Archive for 'Technologies'

Data Privacy Day 2009

Wednesday, January 28th, 2009

Last year on January 28th, the first annual Data Privacy Day celebration was held in the United States at Duke University. Today marks the second annual Data Privacy Day, and the celebration has grown dramatically.

Last year, Governor Easley proclaimed January 28th as Data Privacy Day for the state of North Carolina. This year, he proclaimed January Data Privacy Month. North Carolina, Washington, California, Oregon, Massachusetts, and Arizona have also declared January 28th to be state-wide Data Privacy Day. Last but certainly not least, Congressman David Price and Congressman Cliff Stearns introduced House Resolution 31 which was passed on January 26th with a vote of 402 to 0 to make today National Data Privacy Day in the United States. It is truly outstanding to see such strong support in the form of resolutions and proclamations.

The best way to support or celebrate Data Privacy Day is to take action. Since the goal of Data Privacy Day is to promote awareness and education about data privacy, one easy way to act is to check out all the great educational resources made available in conjunction with Data Privacy Day. For example, Google has posted about what it has done to protect privacy and increase awareness of privacy. Microsoft is holding an event tonight and has more information on data privacy on their website.

Here at The Privacy Place, we were once again pleased to have the opportunity to celebrate Data Privacy Day at Duke University by attending the panel discussion on Protecting National Security and Privacy. The panel discussion was extremely well-attended and well-received. This event had a number of sponsors, including Intel who has a fantastic website with extensive information on Data Privacy Day. If you weren’t able to make it to the panel, I would strongly encourage you to check out Intel’s site.

Lastly, Data Privacy Day is all about awareness and education, so be sure to spread the word!

[Update: Fixed the link to the House Resolution that passed on Monday.]

Camera phones and our privacy

Saturday, October 4th, 2008

By Jessica Young and Aaron Massey

This season’s premiere of Grey’s Anatomy showed interns using camera phones to take pictures of their resident’s injury. This episode aired only days after a story broke about an incident at the University of New Mexico Hospital. Two employees at the University of New Mexico Hospital had used their cell phones to take pictures of patients and then posted these pictures online. These two employees were fired because these actions were a violation of the hospital’s policy.

The University of New Mexico Hospital is not the first hospital to experience problems with cell phone cameras in a hospital. In March 2008, Resnick Neuropsychiatric Hospital at UCLA banned cell phones in the hospital to protect the rights of its patients because of past incidents in the hospital. San Diego’s Rady Children’s Hospital has banned cell phones in patient areas after pictures of children were found on an employee’s phone and computer. Other hospitals have also experienced problems with employees using camera phones in ways that violate patient privacy. Although there are policies are in place, enforcement is difficult.

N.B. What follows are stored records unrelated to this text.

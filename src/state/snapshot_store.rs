use std::sync::Arc;

use dashmap::DashMap;

use crate::types::InstrumentSnapshot;

// ---------------------------------------------------------------------------
// PartialSnapshot
// ---------------------------------------------------------------------------

/// Internal record accumulating the two halves of a snapshot for venues that
/// deliver mark price and funding data on separate messages (OKX splits them
/// across channels, Bybit ticker pushes can be deltas). A symbol only becomes
/// readable once both halves have arrived.
#[derive(Debug, Default, Clone)]
struct PartialSnapshot {
    mark_price: Option<f64>,
    mark_observed_at: i64,
    funding_rate: Option<f64>,
    funding_interval_hours: Option<u32>,
    next_funding_time: Option<i64>,
    funding_observed_at: i64,
}

impl PartialSnapshot {
    /// Freshness reflects the older half: a merged snapshot is only as
    /// current as its least recently updated component.
    fn observed_at(&self) -> i64 {
        if self.mark_observed_at == 0 || self.funding_observed_at == 0 {
            self.mark_observed_at.max(self.funding_observed_at)
        } else {
            self.mark_observed_at.min(self.funding_observed_at)
        }
    }

    fn complete(&self, symbol: &str) -> Option<InstrumentSnapshot> {
        Some(InstrumentSnapshot {
            symbol: symbol.to_string(),
            mark_price: self.mark_price?,
            funding_rate: self.funding_rate?,
            funding_interval_hours: self.funding_interval_hours?,
            next_funding_time: self.next_funding_time?,
            observed_at: self.observed_at(),
        })
    }
}

// ---------------------------------------------------------------------------
// SnapshotStore
// ---------------------------------------------------------------------------

/// Latest-value cache for one venue: native symbol → snapshot.
///
/// Single writer (the owning adapter task), many readers (scorer, API).
/// Each update replaces the whole per-symbol record under the shard lock,
/// so readers observe stale-but-consistent records, never torn ones.
pub struct SnapshotStore {
    snapshots: DashMap<String, PartialSnapshot>,
}

impl SnapshotStore {
    pub fn new() -> Arc<Self> {
        Arc::new(Self { snapshots: DashMap::new() })
    }

    /// Whole-record replace, for venues whose messages carry every field
    /// (Binance mark-price stream).
    pub fn insert(&self, snapshot: InstrumentSnapshot) {
        self.snapshots.insert(
            snapshot.symbol.clone(),
            PartialSnapshot {
                mark_price: Some(snapshot.mark_price),
                mark_observed_at: snapshot.observed_at,
                funding_rate: Some(snapshot.funding_rate),
                funding_interval_hours: Some(snapshot.funding_interval_hours),
                next_funding_time: Some(snapshot.next_funding_time),
                funding_observed_at: snapshot.observed_at,
            },
        );
    }

    /// Merge the price half of a snapshot, preserving any funding data.
    pub fn update_mark_price(&self, symbol: &str, mark_price: f64, observed_at: i64) {
        let mut entry = self.snapshots.entry(symbol.to_string()).or_default();
        entry.mark_price = Some(mark_price);
        entry.mark_observed_at = observed_at;
    }

    /// Merge the funding half of a snapshot, preserving any price data.
    pub fn update_funding(
        &self,
        symbol: &str,
        funding_rate: f64,
        funding_interval_hours: u32,
        next_funding_time: i64,
        observed_at: i64,
    ) {
        let mut entry = self.snapshots.entry(symbol.to_string()).or_default();
        entry.funding_rate = Some(funding_rate);
        entry.funding_interval_hours = Some(funding_interval_hours);
        entry.next_funding_time = Some(next_funding_time);
        entry.funding_observed_at = observed_at;
    }

    /// Non-blocking read of the current cache. Returns None until both the
    /// price and funding halves have arrived for the symbol.
    pub fn get(&self, symbol: &str) -> Option<InstrumentSnapshot> {
        let entry = self.snapshots.get(symbol)?;
        entry.complete(symbol)
    }

    /// All complete snapshots, for the raw-snapshot API endpoint.
    pub fn all(&self) -> Vec<InstrumentSnapshot> {
        self.snapshots
            .iter()
            .filter_map(|e| e.value().complete(e.key()))
            .collect()
    }
}

// ---------------------------------------------------------------------------
// Tests
// ---------------------------------------------------------------------------

#[cfg(test)]
mod tests {
    use super::*;

    fn snap(symbol: &str, mark: f64, rate: f64, observed_at: i64) -> InstrumentSnapshot {
        InstrumentSnapshot {
            symbol: symbol.to_string(),
            mark_price: mark,
            funding_rate: rate,
            funding_interval_hours: 8,
            next_funding_time: 1_700_000_000_000,
            observed_at,
        }
    }

    #[test]
    fn insert_then_get_round_trips() {
        let store = SnapshotStore::new();
        store.insert(snap("BTCUSDT", 50_000.0, 0.01, 1_000));

        let got = store.get("BTCUSDT").unwrap();
        assert_eq!(got.symbol, "BTCUSDT");
        assert!((got.mark_price - 50_000.0).abs() < 1e-9);
        assert_eq!(got.observed_at, 1_000);
    }

    #[test]
    fn insert_overwrites_in_place() {
        let store = SnapshotStore::new();
        store.insert(snap("BTCUSDT", 50_000.0, 0.01, 1_000));
        store.insert(snap("BTCUSDT", 51_000.0, -0.02, 2_000));

        let got = store.get("BTCUSDT").unwrap();
        assert!((got.mark_price - 51_000.0).abs() < 1e-9);
        assert!((got.funding_rate - -0.02).abs() < 1e-12);
        assert_eq!(store.all().len(), 1);
    }

    #[test]
    fn partial_symbol_is_unreadable_until_both_halves_arrive() {
        let store = SnapshotStore::new();
        store.update_mark_price("BTC-USDT-SWAP", 50_000.0, 1_000);
        assert!(store.get("BTC-USDT-SWAP").is_none());
        assert!(store.all().is_empty());

        store.update_funding("BTC-USDT-SWAP", 0.0125, 8, 1_700_000_000_000, 2_000);
        let got = store.get("BTC-USDT-SWAP").unwrap();
        assert!((got.funding_rate - 0.0125).abs() < 1e-12);
        assert_eq!(got.funding_interval_hours, 8);
        assert_eq!(store.all().len(), 1);
    }

    #[test]
    fn merged_observed_at_is_the_older_half() {
        let store = SnapshotStore::new();
        store.update_mark_price("BTC", 50_000.0, 5_000);
        store.update_funding("BTC", 0.01, 1, 1_700_000_000_000, 2_000);

        let got = store.get("BTC").unwrap();
        assert_eq!(got.observed_at, 2_000);
    }

    #[test]
    fn unknown_symbol_returns_none() {
        let store = SnapshotStore::new();
        assert!(store.get("ETHUSDT").is_none());
    }

    #[test]
    fn delta_update_preserves_other_half() {
        let store = SnapshotStore::new();
        store.insert(snap("ETHUSDT", 3_000.0, 0.005, 1_000));

        // Bybit-style delta carrying only a new price.
        store.update_mark_price("ETHUSDT", 3_100.0, 2_000);

        let got = store.get("ETHUSDT").unwrap();
        assert!((got.mark_price - 3_100.0).abs() < 1e-9);
        assert!((got.funding_rate - 0.005).abs() < 1e-12);
    }
}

Privacy law in the United States is historically tied to innovations in cameras. Warren and Brandeis wrote their famous article, “The Right to Privacy,” in response to the invention of the portable “instantaneous photography.” These fears have been reborn now that most people carry cell phones with them at all times and a majority of these phones have cameras within them.

Newer phones are capable of easily sharing pictures and videos with others – regardless of location. As a result, candid pictures can be taken at unexpected times and in someone’s worst moments. For example, a customer at a grocery store recently had an embarrassing picture taken in a moment of anger after the store couldn’t process his credit card. Within moments, the picture was online and generating comments. In the article linked above, Harmon discusses the use of the candid camera phone:

“In recent weeks the devices have been banned from some federal buildings, Hollywood movie screenings, health club locker rooms and corporate offices. But the more potent threat posed by the phonecams, privacy experts say, may not be in the settings where people are already protective of their privacy but in those where they have never thought to care.”

The recent incidents with cell phone cameras at hospitals are troubling examples of why people should be concerned about privacy in places they previously “never thought to care.” Hopefully people will become more aware of cell phone use and capabilities as it relates to individuals’ privacy—not just in a hospital but everywhere.

Google’s New Browser: Chrome

Tuesday, September 2nd, 2008

Google recently announced their new open source browser, called Chrome, via a comic book. Although slated for release sometime today, the link mentioned in the comic book ( appears to be down is now up! The 38-page comic book is surprisingly informative, mildly entertaining, and certainly a unique way to release a new product, but don’t let the playfulness of the announcement fool you. Chrome has many important features, including a privacy-enhancing feature called “Incognito.”

Incognito is a user-visible feature that enables a private browsing mode. Private browsing is a relatively simple concept with tangible benefits to privacy. Under normal operation, a browser will store information about a user’s browsing history. Stored information could include sites visited, data downloaded, searches conducted, or even personal information entered. Under private browsing mode, that same browser simply doesn’t store this type of information. Essentially, a browser has no memory of what users do when private browsing is enabled.

Although private browsing is conceptually simple, it is not easy to implement because everything the browser does is affected by private browsing. Apple’s Safari browser has had a private browsing mode since version 2.0 (April 2005). Currently in version 3.1.2, Safari still is the only major browser to have a built-in private browsing mode. However, Safari’s private browsing mode isn’t perfect.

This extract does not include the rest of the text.